Formano parte della comunione:
-gli acquisti compiuti dai due coniugi insieme o separatemente durante il matrimonio, ad eccezione di – quelli relativi ai beni personali.
– Le aziende gestite da antrambi i coniugi e costituite dopo il matrimonio.
– I frutti dei beni propri di ciascuno dei coniugi percepiti ma nn consumati al momento dello scioglimento del matrimonio
– i proventi dell’ attività separata di ciascuno dei coniugi
– i beni destinati all’ esercizio dell’ impresa di uno dei coniugi costituita dopo il matrimonio e gli incrementi dell’ impresa costituita anche precedentemente, se sussistono al momento dello scioglimento della comunione.
Per tali tipi di beni, l’ amministrazione ordinaria della comunione e la rappresentanza in giudizio per gli atti ad essa relativi spettano disgiuntivamente ad entrambi i coniugi.
Diversamente, per gli atti di straordinaria amministrazione i coniugi devono agire congiuntamente, cosi anche a livello processuale (art. 180 c.c.).
Tuttavia, ci sono casi, in cui il coniuge può compiere da solo atti per il quale è necessario il consenso e sono:
– Quando l’ altro coniuge rifiuta il consenso con riguardo ad un atto necessario nell’ interesse della famiglia o dell’ azienda gestita da entrambi ex.
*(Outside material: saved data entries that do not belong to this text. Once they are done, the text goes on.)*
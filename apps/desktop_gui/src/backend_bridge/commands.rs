//! Backend commands queued from UI to backend worker.

use client_core::{ExitTicket, ExitWaiter};

#[derive(Debug)]
pub enum BackendCommand {
    FetchBatch,
    LoadImage {
        url: String,
    },
    /// Wait for the card exit signal (or the fallback) and report back.
    AwaitExit {
        ticket: ExitTicket,
        waiter: ExitWaiter,
    },
}

impl BackendCommand {
    pub fn name(&self) -> &'static str {
        match self {
            BackendCommand::FetchBatch => "fetch_batch",
            BackendCommand::LoadImage { .. } => "load_image",
            BackendCommand::AwaitExit { .. } => "await_exit",
        }
    }
}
Art. 177 lettera d), previa autorizzazione del giudice.
– In caso di lontananza o impedimento dell’ altro coniuge sempre che nn sussista una procura e sempre previa autorizzazione del giudice.
– Se l’ altro coniuge sia stato escluso dall’ amministrazione ad opera del giudice perchè minore di età o impossibilitato ad amministrare o incapace di farlo. In tal caso il coniuge escluso può chiedere la reintegrazione quando vengono meno i motivi di esclusione.
– Se l’ altro coniuge sia interdetto.
Fuori da queste ipotesi, gli atti compiuti senza il necessario consenso sono annullabili solo se riguardano immobili o mobili registrati.
L’ azione di annullamento può essere proposta entro un anno dalla trascrizione dell’ atto o dalla conoscenza. Se l’ atto non è stato trascritto l’ anno decorre dalla data dello scioglimento della comunione.
Sono beni personali e non fanno parte della comunione:
– i beni di cui, prima del matrimonio, il coniuge era proprietario
– i beni acquisiti successivamente al matrimonio per effetto di donazione o di successione, quando nell’ atto di liberalità o nel testamento non è specificato che essi sono attribuiti alla comunione.
– I beni di uso strettamente personale di ciascun coniuge ed i loro accessori
– i beni che servono all’ esercizio della professione del coniuge, tranne quelli destinati alla conduzione di un’ azienda facente parte della comunione
– i beni ottenuti a titolo di risarcimento del danno nonché la pensione attinente alla perdita totale o parziale della capacità lavorativa
– i beni acquisiti con il prezzo del trasferimento dei beni personali sopraelencati o con il loro scambio, purchè ciò sia espressamente dichiarato nell’ atto di acquisto.
Per l’ amministrazione dei beni personali valgono le norme che disciplinano il regime di separazione dei beni.
Dal punto di vista della garanzia patrimoniale il patrimonio della comunione risponde direttamente ed immediatamente (art. 186 c.c.):
– di tutti i pesi ed oneri di carattere reale gravanti su di essi al momento dell’ acquisto
– di tutti i carichi dell’ amministrazione
– delle spese per il mantenimento della famiglia e per l’ istruzione e l’ educazione dei figli e di ogni obbligazione contratta dai coniugi nell’ interesse della famiglia
– di ogni obbligazione contratta congiuntamente dai coniugi, pur al di fuori di ogni finalità familiare.
Quando i beni della comunione non sono sufficienti a soddisfare i debiti su di essa cosi gravanti, i creditori possono agire in via sussidiaria sui beni personali di ciascuno dei coniugi nella misura della metà del credito.
Se invece si tratta di una delle obbligazioni previste dall’ art. 186, la garanzia costituita dai beni della comunione si aggiunge a quella costituita dai beni personali dei coniugi secondo le regole del diritto comune.
I beni della comunione rispondono in via sussidiaria rispetto ai beni personali fino al valore corrispondente alla quota del coniuge obbligato (art. 189):
– per le obbligazione contratte dopo il matrimonio da uno solo dei coniugi per il compimento di atti eccedenti l’ ordinaria amministrazione senza il necessario consenso dell’ altro.
– per i debiti individuali dei singoli coniugi sorti in seguito ad obbligazioni contratte anche prima del matrimonio ovvero le obbligazioni da cui sono gravate le donazioni e le successioni conseguite dai coniugi durante il matrimonio e non attribuite alla comunione.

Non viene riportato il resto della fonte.